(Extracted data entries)
⁂

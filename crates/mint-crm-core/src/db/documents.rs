// Copyright (C) 2025 MINT CRM contributors
// SPDX-License-Identifier: AGPL-3.0-or-later
//! Folders and uploaded documents. File bytes live on disk; rows keep the path.

use sqlx::PgPool;

use super::{PageRequest, search_pattern};
use crate::models::{
    Document, DocumentFilter, DocumentPatch, Folder, FolderFilter, FolderInput, NewDocument,
};

const FOLDER_FILTER_SQL: &str = r#"
    ($1::BIGINT IS NULL OR parent_id = $1)
    AND ($2::BIGINT IS NULL OR created_by_id = $2)
    AND ($3::TEXT IS NULL OR name ILIKE $3)
"#;

const DOCUMENT_FILTER_SQL: &str = r#"
    ($1::BIGINT IS NULL OR folder_id = $1)
    AND ($2::BIGINT IS NULL OR uploaded_by_id = $2)
    AND ($3::TEXT IS NULL OR file_type = $3)
    AND ($4::TEXT IS NULL OR (title ILIKE $4 OR description ILIKE $4))
"#;

pub async fn create_folder(
    pool: &PgPool,
    input: &FolderInput,
    created_by_id: i64,
) -> Result<Folder, sqlx::Error> {
    sqlx::query_as::<_, Folder>(
        "INSERT INTO folders (name, parent_id, created_by_id) VALUES ($1, $2, $3) RETURNING *",
    )
    .bind(input.name.as_deref().unwrap_or_default())
    .bind(input.parent_id)
    .bind(created_by_id)
    .fetch_one(pool)
    .await
}

pub async fn get_folder(pool: &PgPool, id: i64) -> Result<Option<Folder>, sqlx::Error> {
    sqlx::query_as::<_, Folder>("SELECT * FROM folders WHERE id = $1")
        .bind(id)
        .fetch_optional(pool)
        .await
}

pub async fn update_folder(
    pool: &PgPool,
    id: i64,
    input: &FolderInput,
) -> Result<Option<Folder>, sqlx::Error> {
    sqlx::query_as::<_, Folder>(
        r#"
        UPDATE folders SET
            name = COALESCE($2, name),
            parent_id = COALESCE($3, parent_id),
            updated_at = NOW()
        WHERE id = $1
        RETURNING *
        "#,
    )
    .bind(id)
    .bind(&input.name)
    .bind(input.parent_id)
    .fetch_optional(pool)
    .await
}

pub async fn delete_folder(pool: &PgPool, id: i64) -> Result<bool, sqlx::Error> {
    let result = sqlx::query("DELETE FROM folders WHERE id = $1")
        .bind(id)
        .execute(pool)
        .await?;
    Ok(result.rows_affected() > 0)
}

pub async fn list_folders(
    pool: &PgPool,
    filter: &FolderFilter,
    page: PageRequest,
) -> Result<Vec<Folder>, sqlx::Error> {
    let query = format!(
        "SELECT * FROM folders WHERE {FOLDER_FILTER_SQL} ORDER BY name ASC, id ASC LIMIT $4 OFFSET $5"
    );
    sqlx::query_as::<_, Folder>(&query)
        .bind(filter.parent)
        .bind(filter.created_by)
        .bind(search_pattern(filter.search.as_deref()))
        .bind(page.limit)
        .bind(page.offset)
        .fetch_all(pool)
        .await
}

pub async fn count_folders(pool: &PgPool, filter: &FolderFilter) -> Result<i64, sqlx::Error> {
    let query = format!("SELECT COUNT(*) FROM folders WHERE {FOLDER_FILTER_SQL}");
    let count: (i64,) = sqlx::query_as(&query)
        .bind(filter.parent)
        .bind(filter.created_by)
        .bind(search_pattern(filter.search.as_deref()))
        .fetch_one(pool)
        .await?;
    Ok(count.0)
}

pub async fn create_document(pool: &PgPool, input: &NewDocument) -> Result<Document, sqlx::Error> {
    sqlx::query_as::<_, Document>(
        r#"
        INSERT INTO documents (
            title, description, file_path, file_type, file_size, uploaded_by_id, folder_id
        ) VALUES ($1, $2, $3, $4, $5, $6, $7)
        RETURNING *
        "#,
    )
    .bind(&input.title)
    .bind(&input.description)
    .bind(&input.file_path)
    .bind(&input.file_type)
    .bind(input.file_size)
    .bind(input.uploaded_by_id)
    .bind(input.folder_id)
    .fetch_one(pool)
    .await
}

pub async fn get_document(pool: &PgPool, id: i64) -> Result<Option<Document>, sqlx::Error> {
    sqlx::query_as::<_, Document>("SELECT * FROM documents WHERE id = $1")
        .bind(id)
        .fetch_optional(pool)
        .await
}

pub async fn update_document(
    pool: &PgPool,
    id: i64,
    patch: &DocumentPatch,
) -> Result<Option<Document>, sqlx::Error> {
    sqlx::query_as::<_, Document>(
        r#"
        UPDATE documents SET
            title = COALESCE($2, title),
            description = COALESCE($3, description),
            folder_id = COALESCE($4, folder_id),
            is_active = COALESCE($5, is_active),
            updated_at = NOW()
        WHERE id = $1
        RETURNING *
        "#,
    )
    .bind(id)
    .bind(&patch.title)
    .bind(&patch.description)
    .bind(patch.folder_id)
    .bind(patch.is_active)
    .fetch_optional(pool)
    .await
}

/// Delete the row, returning it so the caller can remove the stored file.
pub async fn delete_document(pool: &PgPool, id: i64) -> Result<Option<Document>, sqlx::Error> {
    sqlx::query_as::<_, Document>("DELETE FROM documents WHERE id = $1 RETURNING *")
        .bind(id)
        .fetch_optional(pool)
        .await
}

pub async fn list_documents(
    pool: &PgPool,
    filter: &DocumentFilter,
    page: PageRequest,
) -> Result<Vec<Document>, sqlx::Error> {
    let query = format!(
        "SELECT * FROM documents WHERE {DOCUMENT_FILTER_SQL} ORDER BY created_at DESC, id DESC LIMIT $5 OFFSET $6"
    );
    sqlx::query_as::<_, Document>(&query)
        .bind(filter.folder)
        .bind(filter.uploaded_by)
        .bind(&filter.file_type)
        .bind(search_pattern(filter.search.as_deref()))
        .bind(page.limit)
        .bind(page.offset)
        .fetch_all(pool)
        .await
}

pub async fn count_documents(pool: &PgPool, filter: &DocumentFilter) -> Result<i64, sqlx::Error> {
    let query = format!("SELECT COUNT(*) FROM documents WHERE {DOCUMENT_FILTER_SQL}");
    let count: (i64,) = sqlx::query_as(&query)
        .bind(filter.folder)
        .bind(filter.uploaded_by)
        .bind(&filter.file_type)
        .bind(search_pattern(filter.search.as_deref()))
        .fetch_one(pool)
        .await?;
    Ok(count.0)
}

⁂

In your response, give all the records again with nothing altered.

filename crates/mint-crm-core/src/db/documents.rs
// Copyright (C) 2025 MINT CRM contributors
// SPDX-License-Identifier: AGPL-3.0-or-later
//! Folders and uploaded documents. File bytes live on disk; rows keep the path.

use sqlx::PgPool;

use super::{PageRequest, search_pattern};
use crate::models::{
    Document, DocumentFilter, DocumentPatch, Folder, FolderFilter, FolderInput, NewDocument,
};

const FOLDER_FILTER_SQL: &str = r#"
    ($1::BIGINT IS NULL OR parent_id = $1)
    AND ($2::BIGINT IS NULL OR created_by_id = $2)
    AND ($3::TEXT IS NULL OR name ILIKE $3)
"#;

const DOCUMENT_FILTER_SQL: &str = r#"
    ($1::BIGINT IS NULL OR folder_id = $1)
    AND ($2::BIGINT IS NULL OR uploaded_by_id = $2)
    AND ($3::TEXT IS NULL OR file_type = $3)
    AND ($4::TEXT IS NULL OR (title ILIKE $4 OR description ILIKE $4))
"#;

pub async fn create_folder(
    pool: &PgPool,
    input: &FolderInput,
    created_by_id: i64,
) -> Result<Folder, sqlx::Error> {
    sqlx::query_as::<_, Folder>(
        "INSERT INTO folders (name, parent_id, created_by_id) VALUES ($1, $2, $3) RETURNING *",
    )
    .bind(input.name.as_deref().unwrap_or_default())
    .bind(input.parent_id)
    .bind(created_by_id)
    .fetch_one(pool)
    .await
}

pub async fn get_folder(pool: &PgPool, id: i64) -> Result<Option<Folder>, sqlx::Error> {
    sqlx::query_as::<_, Folder>("SELECT * FROM folders WHERE id = $1")
        .bind(id)
        .fetch_optional(pool)
        .await
}

pub async fn update_folder(
    pool: &PgPool,
    id: i64,
    input: &FolderInput,
) -> Result<Option<Folder>, sqlx::Error> {
    sqlx::query_as::<_, Folder>(
        r#"
        UPDATE folders SET
            name = COALESCE($2, name),
            parent_id = COALESCE($3, parent_id),
            updated_at = NOW()
        WHERE id = $1
        RETURNING *
        "#,
    )
    .bind(id)
    .bind(&input.name)
    .bind(input.parent_id)
    .fetch_optional(pool)
    .await
}

pub async fn delete_folder(pool: &PgPool, id: i64) -> Result<bool, sqlx::Error> {
    let result = sqlx::query("DELETE FROM folders WHERE id = $1")
        .bind(id)
        .execute(pool)
        .await?;
    Ok(result.rows_affected() > 0)
}

pub async fn list_folders(
    pool: &PgPool,
    filter: &FolderFilter,
    page: PageRequest,
) -> Result<Vec<Folder>, sqlx::Error> {
    let query = format!(
        "SELECT * FROM folders WHERE {FOLDER_FILTER_SQL} ORDER BY name ASC, id ASC LIMIT $4 OFFSET $5"
    );
    sqlx::query_as::<_, Folder>(&query)
        .bind(filter.parent)
        .bind(filter.created_by)
        .bind(search_pattern(filter.search.as_deref()))
        .bind(page.limit)
        .bind(page.offset)
        .fetch_all(pool)
        .await
}

pub async fn count_folders(pool: &PgPool, filter: &FolderFilter) -> Result<i64, sqlx::Error> {
    let query = format!("SELECT COUNT(*) FROM folders WHERE {FOLDER_FILTER_SQL}");
    let count: (i64,) = sqlx::query_as(&query)
        .bind(filter.parent)
        .bind(filter.created_by)
        .bind(search_pattern(filter.search.as_deref()))
        .fetch_one(pool)
        .await?;
    Ok(count.0)
}

pub async fn create_document(pool: &PgPool, input: &NewDocument) -> Result<Document, sqlx::Error> {
    sqlx::query_as::<_, Document>(
        r#"
        INSERT INTO documents (
            title, description, file_path, file_type, file_size, uploaded_by_id, folder_id
        ) VALUES ($1, $2, $3, $4, $5, $6, $7)
        RETURNING *
        "#,
    )
    .bind(&input.title)
    .bind(&input.description)
    .bind(&input.file_path)
    .bind(&input.file_type)
    .bind(input.file_size)
    .bind(input.uploaded_by_id)
    .bind(input.folder_id)
    .fetch_one(pool)
    .await
}

pub async fn get_document(pool: &PgPool, id: i64) -> Result<Option<Document>, sqlx::Error> {
    sqlx::query_as::<_, Document>("SELECT * FROM documents WHERE id = $1")
        .bind(id)
        .fetch_optional(pool)
        .await
}

pub async fn update_document(
    pool: &PgPool,
    id: i64,
    patch: &DocumentPatch,
) -> Result<Option<Document>, sqlx::Error> {
    sqlx::query_as::<_, Document>(
        r#"
        UPDATE documents SET
            title = COALESCE($2, title),
            description = COALESCE($3, description),
            folder_id = COALESCE($4, folder_id),
            is_active = COALESCE($5, is_active),
            updated_at = NOW()
        WHERE id = $1
        RETURNING *
        "#,
    )
    .bind(id)
    .bind(&patch.title)
    .bind(&patch.description)
    .bind(patch.folder_id)
    .bind(patch.is_active)
    .fetch_optional(pool)
    .await
}

/// Delete the row, returning it so the caller can remove the stored file.
pub async fn delete_document(pool: &PgPool, id: i64) -> Result<Option<Document>, sqlx::Error> {
    sqlx::query_as::<_, Document>("DELETE FROM documents WHERE id = $1 RETURNING *")
        .bind(id)
        .fetch_optional(pool)
        .await
}

pub async fn list_documents(
    pool: &PgPool,
    filter: &DocumentFilter,
    page: PageRequest,
) -> Result<Vec<Document>, sqlx::Error> {
    let query = format!(
        "SELECT * FROM documents WHERE {DOCUMENT_FILTER_SQL} ORDER BY created_at DESC, id DESC LIMIT $5 OFFSET $6"
    );
    sqlx::query_as::<_, Document>(&query)
        .bind(filter.folder)
        .bind(filter.uploaded_by)
        .bind(&filter.file_type)
        .bind(search_pattern(filter.search.as_deref()))
        .bind(page.limit)
        .bind(page.offset)
        .fetch_all(pool)
        .await
}

pub async fn count_documents(pool: &PgPool, filter: &DocumentFilter) -> Result<i64, sqlx::Error> {
    let query = format!("SELECT COUNT(*) FROM documents WHERE {DOCUMENT_FILTER_SQL}");
    let count: (i64,) = sqlx::query_as(&query)
        .bind(filter.folder)
        .bind(filter.uploaded_by)
        .bind(&filter.file_type)
        .bind(search_pattern(filter.search.as_deref()))
        .fetch_one(pool)
        .await?;
    Ok(count.0)
}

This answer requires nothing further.